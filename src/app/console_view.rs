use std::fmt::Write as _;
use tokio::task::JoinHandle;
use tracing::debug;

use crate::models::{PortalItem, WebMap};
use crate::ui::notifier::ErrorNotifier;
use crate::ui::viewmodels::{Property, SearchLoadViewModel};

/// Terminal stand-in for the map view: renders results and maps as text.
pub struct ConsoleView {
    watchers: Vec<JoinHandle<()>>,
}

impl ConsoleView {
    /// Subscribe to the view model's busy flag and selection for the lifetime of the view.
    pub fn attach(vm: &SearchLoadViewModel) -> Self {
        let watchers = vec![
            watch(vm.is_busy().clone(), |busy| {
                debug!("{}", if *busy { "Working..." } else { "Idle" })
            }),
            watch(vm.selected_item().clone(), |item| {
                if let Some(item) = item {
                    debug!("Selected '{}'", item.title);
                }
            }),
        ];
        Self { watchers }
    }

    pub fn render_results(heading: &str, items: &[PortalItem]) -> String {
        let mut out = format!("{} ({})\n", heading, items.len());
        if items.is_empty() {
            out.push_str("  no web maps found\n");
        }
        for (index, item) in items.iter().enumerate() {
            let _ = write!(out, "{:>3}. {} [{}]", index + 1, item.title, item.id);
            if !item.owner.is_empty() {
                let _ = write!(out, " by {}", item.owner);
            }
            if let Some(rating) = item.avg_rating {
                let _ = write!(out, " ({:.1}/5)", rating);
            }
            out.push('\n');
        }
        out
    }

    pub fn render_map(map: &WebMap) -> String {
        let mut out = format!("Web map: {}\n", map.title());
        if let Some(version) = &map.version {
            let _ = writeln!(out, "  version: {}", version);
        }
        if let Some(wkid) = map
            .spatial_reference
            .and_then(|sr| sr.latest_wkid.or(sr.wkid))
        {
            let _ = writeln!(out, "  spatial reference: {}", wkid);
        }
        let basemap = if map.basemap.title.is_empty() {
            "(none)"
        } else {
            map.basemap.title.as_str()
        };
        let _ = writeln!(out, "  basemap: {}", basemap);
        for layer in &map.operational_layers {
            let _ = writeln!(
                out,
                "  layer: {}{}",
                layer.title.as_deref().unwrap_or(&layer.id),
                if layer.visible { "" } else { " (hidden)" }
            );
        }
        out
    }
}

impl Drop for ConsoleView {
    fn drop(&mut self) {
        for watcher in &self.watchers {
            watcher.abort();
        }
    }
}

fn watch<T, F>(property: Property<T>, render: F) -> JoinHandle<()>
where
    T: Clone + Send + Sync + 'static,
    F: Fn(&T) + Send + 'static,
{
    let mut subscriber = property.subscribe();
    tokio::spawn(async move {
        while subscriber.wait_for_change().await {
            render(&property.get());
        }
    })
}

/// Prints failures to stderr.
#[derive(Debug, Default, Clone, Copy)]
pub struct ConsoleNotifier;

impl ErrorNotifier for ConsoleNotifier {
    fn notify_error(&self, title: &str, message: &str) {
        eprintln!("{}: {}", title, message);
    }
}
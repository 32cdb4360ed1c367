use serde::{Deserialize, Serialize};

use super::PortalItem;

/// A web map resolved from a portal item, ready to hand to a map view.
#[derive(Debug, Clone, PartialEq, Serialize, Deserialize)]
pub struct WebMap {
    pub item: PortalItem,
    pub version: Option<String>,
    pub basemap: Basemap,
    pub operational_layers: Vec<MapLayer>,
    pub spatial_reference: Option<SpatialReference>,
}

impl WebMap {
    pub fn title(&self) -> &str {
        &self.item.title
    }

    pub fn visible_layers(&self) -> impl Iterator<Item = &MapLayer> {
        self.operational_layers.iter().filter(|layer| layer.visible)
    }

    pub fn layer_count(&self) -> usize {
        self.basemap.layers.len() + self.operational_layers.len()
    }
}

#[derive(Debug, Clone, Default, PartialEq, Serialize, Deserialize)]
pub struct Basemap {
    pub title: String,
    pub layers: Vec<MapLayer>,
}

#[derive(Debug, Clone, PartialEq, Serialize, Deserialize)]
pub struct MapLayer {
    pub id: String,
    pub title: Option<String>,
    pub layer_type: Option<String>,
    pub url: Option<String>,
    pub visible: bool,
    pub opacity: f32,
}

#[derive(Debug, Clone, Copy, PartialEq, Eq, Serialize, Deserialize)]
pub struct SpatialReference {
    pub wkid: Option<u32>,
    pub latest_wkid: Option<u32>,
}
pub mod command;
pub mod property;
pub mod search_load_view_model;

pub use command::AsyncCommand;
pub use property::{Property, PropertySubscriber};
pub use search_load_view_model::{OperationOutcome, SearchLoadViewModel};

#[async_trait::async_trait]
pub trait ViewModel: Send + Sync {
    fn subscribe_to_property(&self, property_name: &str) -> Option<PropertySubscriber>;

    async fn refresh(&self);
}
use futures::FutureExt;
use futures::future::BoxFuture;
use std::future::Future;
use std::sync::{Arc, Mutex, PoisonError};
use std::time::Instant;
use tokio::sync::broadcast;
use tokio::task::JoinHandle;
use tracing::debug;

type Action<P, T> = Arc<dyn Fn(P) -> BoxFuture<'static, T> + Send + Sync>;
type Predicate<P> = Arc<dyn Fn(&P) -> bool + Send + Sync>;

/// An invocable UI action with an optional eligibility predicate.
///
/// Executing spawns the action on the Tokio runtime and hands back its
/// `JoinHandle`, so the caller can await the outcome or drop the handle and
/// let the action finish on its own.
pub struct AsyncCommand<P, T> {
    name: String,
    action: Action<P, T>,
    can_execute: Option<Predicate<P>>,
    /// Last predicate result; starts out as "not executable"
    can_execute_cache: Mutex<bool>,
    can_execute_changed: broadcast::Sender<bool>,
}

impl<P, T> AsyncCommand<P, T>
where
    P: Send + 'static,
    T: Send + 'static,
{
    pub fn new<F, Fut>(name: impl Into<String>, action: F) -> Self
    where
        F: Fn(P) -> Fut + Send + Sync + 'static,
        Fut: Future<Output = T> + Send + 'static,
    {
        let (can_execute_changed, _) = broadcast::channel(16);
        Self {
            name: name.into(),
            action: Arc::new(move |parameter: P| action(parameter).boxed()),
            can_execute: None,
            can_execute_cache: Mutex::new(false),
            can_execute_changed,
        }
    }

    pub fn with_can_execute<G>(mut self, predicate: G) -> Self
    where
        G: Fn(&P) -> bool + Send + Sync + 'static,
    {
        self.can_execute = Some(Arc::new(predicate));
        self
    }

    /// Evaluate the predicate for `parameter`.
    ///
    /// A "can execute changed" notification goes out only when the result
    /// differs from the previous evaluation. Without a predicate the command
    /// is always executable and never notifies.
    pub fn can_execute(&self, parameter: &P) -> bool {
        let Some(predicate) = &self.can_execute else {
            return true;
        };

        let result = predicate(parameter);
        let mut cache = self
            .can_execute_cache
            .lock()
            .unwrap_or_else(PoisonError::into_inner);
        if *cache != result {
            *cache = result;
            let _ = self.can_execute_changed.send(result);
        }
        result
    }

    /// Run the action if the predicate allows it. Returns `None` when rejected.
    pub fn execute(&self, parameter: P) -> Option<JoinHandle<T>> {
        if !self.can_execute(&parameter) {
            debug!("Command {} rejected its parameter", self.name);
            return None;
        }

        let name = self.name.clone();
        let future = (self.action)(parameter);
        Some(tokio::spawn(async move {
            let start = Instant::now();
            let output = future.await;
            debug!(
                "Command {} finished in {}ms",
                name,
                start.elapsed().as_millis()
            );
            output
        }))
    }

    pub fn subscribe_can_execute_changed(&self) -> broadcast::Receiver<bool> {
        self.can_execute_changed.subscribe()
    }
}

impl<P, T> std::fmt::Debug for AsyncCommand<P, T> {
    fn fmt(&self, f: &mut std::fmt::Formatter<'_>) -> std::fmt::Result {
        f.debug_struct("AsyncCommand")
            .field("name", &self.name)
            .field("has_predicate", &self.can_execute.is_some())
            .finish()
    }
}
-.-.-
● Work item
Would you print exactly the lines from the first line of the entries above through the line that has "pub fn render_results(heading: &str, items: &[PortalItem])", both included, and stop there?

● Completed exercise
filename src/app/console_view.rs
use std::fmt::Write as _;
use tokio::task::JoinHandle;
use tracing::debug;

use crate::models::{PortalItem, WebMap};
use crate::ui::notifier::ErrorNotifier;
use crate::ui::viewmodels::{Property, SearchLoadViewModel};

/// Terminal stand-in for the map view: renders results and maps as text.
pub struct ConsoleView {
    watchers: Vec<JoinHandle<()>>,
}

impl ConsoleView {
    /// Subscribe to the view model's busy flag and selection for the lifetime of the view.
    pub fn attach(vm: &SearchLoadViewModel) -> Self {
        let watchers = vec![
            watch(vm.is_busy().clone(), |busy| {
                debug!("{}", if *busy { "Working..." } else { "Idle" })
            }),
            watch(vm.selected_item().clone(), |item| {
                if let Some(item) = item {
                    debug!("Selected '{}'", item.title);
                }
            }),
        ];
        Self { watchers }
    }

    pub fn render_results(heading: &str, items: &[PortalItem]) -> String {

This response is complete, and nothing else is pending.